EXERCISE INSTRUCTIONS —
This exercise calls for copying every line below that holds the word "builder".

Start of Block

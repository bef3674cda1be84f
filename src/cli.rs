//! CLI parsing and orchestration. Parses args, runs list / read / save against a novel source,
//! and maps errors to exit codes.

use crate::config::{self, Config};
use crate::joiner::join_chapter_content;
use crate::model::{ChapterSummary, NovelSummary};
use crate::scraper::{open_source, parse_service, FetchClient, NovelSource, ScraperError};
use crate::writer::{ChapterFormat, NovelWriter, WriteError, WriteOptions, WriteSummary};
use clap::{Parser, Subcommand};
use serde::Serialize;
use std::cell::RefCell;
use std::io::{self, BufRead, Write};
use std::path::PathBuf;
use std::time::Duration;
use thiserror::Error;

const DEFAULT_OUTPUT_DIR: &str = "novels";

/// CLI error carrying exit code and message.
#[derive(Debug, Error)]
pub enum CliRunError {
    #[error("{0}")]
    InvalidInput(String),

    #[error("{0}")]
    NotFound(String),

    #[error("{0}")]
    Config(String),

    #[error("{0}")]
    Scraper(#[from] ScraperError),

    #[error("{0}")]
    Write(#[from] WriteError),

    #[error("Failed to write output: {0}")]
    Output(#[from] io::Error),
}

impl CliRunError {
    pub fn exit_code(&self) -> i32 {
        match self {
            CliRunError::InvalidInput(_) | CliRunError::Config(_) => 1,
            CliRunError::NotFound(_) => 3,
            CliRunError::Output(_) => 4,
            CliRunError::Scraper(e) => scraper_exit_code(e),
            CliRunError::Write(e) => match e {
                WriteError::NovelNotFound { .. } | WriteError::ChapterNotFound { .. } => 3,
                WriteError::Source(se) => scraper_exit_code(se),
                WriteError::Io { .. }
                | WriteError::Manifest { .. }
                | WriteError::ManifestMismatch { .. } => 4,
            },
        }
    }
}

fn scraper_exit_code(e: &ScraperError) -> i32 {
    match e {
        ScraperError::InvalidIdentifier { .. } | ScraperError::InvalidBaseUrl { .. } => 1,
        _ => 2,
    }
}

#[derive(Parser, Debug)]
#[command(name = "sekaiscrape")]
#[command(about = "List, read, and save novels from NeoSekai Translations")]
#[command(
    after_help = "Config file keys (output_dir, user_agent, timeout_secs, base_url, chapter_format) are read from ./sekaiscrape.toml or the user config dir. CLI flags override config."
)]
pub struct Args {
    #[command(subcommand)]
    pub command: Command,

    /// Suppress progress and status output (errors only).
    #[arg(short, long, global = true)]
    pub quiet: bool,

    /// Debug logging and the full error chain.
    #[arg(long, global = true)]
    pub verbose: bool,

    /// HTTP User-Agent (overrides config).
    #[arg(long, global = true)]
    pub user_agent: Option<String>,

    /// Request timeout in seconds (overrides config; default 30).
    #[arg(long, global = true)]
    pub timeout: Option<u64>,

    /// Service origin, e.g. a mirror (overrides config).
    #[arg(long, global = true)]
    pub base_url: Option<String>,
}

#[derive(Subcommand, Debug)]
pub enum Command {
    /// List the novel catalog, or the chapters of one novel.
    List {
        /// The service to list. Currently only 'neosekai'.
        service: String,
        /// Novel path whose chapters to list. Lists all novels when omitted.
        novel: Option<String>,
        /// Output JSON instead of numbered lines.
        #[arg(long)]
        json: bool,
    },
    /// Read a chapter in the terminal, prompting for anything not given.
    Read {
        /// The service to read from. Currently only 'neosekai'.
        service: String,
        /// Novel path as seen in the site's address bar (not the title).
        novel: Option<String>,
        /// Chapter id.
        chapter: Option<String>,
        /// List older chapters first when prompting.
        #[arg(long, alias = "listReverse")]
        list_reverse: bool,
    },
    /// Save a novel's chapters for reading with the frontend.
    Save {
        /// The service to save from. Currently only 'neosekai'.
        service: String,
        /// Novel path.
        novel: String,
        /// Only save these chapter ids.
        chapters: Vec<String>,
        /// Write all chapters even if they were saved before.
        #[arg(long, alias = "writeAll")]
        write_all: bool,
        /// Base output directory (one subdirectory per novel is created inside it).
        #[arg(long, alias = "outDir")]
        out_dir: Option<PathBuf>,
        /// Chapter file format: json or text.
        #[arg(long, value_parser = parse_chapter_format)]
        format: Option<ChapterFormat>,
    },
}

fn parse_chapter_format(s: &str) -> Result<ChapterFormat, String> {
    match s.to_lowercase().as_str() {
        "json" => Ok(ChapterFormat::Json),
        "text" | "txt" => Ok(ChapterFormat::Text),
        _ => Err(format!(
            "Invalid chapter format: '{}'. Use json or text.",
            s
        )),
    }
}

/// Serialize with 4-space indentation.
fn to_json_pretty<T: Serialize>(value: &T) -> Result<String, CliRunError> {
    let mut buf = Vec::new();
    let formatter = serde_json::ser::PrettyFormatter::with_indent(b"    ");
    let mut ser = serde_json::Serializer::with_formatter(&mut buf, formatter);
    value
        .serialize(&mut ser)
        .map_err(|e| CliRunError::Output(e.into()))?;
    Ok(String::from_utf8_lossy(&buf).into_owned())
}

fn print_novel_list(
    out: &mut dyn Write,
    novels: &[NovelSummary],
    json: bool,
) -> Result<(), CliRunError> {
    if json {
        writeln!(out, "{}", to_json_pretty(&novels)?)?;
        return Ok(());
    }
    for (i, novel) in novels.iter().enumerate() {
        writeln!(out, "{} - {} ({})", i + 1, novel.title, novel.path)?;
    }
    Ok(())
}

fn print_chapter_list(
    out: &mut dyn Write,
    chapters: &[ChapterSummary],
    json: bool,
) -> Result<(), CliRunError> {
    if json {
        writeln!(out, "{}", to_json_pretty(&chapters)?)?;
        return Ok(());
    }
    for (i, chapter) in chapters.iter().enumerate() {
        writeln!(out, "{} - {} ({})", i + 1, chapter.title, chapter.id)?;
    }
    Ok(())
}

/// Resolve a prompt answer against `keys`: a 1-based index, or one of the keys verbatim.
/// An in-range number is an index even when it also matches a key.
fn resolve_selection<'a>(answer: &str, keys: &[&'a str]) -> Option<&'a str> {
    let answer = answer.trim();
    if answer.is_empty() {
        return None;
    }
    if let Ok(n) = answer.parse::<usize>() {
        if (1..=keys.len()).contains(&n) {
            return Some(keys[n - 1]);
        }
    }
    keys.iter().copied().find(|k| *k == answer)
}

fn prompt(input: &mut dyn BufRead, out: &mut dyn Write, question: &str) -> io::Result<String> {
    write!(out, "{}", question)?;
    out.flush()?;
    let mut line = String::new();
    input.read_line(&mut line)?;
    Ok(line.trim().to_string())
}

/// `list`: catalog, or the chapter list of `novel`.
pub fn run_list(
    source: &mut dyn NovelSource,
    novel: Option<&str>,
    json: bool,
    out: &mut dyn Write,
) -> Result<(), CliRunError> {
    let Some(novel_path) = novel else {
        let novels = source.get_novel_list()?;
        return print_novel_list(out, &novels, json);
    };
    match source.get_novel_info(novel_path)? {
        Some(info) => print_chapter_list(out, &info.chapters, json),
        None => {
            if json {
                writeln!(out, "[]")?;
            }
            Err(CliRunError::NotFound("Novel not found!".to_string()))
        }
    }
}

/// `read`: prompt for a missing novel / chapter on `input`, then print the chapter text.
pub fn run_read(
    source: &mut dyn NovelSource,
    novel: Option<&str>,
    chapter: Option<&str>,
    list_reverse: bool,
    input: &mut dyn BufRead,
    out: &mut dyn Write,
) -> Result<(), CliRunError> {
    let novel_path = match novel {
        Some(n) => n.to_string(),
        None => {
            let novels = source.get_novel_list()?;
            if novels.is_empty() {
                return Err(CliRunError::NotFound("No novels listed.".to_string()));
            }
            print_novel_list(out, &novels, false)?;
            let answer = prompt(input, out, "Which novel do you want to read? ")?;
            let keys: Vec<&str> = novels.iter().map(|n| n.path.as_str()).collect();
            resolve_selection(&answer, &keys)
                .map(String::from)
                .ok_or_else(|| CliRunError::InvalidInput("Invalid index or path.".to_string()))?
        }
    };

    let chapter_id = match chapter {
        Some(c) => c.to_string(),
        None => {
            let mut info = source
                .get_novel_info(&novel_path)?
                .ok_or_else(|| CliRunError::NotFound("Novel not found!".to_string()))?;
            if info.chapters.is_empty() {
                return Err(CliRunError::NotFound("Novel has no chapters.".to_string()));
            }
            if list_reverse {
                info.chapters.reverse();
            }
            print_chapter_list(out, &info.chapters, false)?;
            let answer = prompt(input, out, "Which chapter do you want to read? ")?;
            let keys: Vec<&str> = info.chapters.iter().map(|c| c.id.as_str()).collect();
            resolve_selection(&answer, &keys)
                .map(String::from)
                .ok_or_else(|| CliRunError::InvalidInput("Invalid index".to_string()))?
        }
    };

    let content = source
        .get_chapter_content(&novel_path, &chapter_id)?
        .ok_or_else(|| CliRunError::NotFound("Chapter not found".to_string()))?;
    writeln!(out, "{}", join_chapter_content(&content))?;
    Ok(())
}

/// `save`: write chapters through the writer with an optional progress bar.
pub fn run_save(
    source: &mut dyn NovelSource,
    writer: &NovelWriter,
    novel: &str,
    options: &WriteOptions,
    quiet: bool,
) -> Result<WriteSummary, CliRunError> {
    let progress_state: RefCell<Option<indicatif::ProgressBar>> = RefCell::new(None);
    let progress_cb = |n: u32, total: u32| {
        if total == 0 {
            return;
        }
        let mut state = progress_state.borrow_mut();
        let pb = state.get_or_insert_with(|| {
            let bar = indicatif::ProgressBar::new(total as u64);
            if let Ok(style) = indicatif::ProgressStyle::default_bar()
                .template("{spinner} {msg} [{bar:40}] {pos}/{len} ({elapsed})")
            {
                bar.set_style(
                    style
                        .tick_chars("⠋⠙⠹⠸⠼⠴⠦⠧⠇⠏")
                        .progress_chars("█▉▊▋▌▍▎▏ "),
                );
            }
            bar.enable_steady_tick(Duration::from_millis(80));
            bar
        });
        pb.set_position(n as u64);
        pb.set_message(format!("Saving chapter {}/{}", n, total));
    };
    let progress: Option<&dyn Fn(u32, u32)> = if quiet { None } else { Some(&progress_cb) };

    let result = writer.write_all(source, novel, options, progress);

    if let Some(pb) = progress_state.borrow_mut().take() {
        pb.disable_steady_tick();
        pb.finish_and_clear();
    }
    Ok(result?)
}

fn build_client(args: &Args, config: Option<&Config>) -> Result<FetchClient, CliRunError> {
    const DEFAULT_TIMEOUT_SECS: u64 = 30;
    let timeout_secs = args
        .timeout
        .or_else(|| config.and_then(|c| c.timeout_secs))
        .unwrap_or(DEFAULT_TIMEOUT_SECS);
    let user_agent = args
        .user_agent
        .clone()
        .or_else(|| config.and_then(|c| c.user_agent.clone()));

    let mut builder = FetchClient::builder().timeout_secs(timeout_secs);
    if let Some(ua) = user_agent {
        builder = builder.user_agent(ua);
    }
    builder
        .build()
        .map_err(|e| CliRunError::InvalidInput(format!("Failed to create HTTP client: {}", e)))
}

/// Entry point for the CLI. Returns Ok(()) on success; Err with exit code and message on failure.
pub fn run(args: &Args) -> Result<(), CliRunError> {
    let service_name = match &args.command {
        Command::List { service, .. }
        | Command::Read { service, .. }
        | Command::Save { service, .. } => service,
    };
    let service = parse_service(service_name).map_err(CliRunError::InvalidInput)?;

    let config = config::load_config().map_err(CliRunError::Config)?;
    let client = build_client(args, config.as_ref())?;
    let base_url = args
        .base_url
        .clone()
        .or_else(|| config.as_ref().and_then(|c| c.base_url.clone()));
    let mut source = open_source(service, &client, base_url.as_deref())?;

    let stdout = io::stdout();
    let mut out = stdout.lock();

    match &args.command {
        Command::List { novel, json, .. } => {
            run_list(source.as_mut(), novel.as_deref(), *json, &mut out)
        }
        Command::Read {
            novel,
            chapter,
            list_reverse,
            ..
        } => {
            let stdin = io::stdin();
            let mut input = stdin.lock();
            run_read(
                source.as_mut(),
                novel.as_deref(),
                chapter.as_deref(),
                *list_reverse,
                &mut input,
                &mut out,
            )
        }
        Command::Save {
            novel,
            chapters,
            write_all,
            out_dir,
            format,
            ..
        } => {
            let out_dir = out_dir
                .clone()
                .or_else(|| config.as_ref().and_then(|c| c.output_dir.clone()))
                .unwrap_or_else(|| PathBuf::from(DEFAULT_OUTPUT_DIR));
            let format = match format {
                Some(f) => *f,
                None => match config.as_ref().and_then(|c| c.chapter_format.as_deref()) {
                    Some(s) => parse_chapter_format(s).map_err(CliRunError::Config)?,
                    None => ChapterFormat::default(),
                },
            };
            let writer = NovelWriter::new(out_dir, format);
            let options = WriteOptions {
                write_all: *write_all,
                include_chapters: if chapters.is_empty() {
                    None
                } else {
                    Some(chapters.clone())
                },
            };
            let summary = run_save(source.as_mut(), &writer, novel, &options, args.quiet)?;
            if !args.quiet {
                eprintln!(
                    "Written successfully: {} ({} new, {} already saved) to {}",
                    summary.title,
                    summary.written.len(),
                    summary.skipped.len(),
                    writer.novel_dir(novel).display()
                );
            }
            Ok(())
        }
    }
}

End of Block

EXERCISE RESPONSE —
    let mut builder = FetchClient::builder().timeout_secs(timeout_secs);
        builder = builder.user_agent(ua);
    builder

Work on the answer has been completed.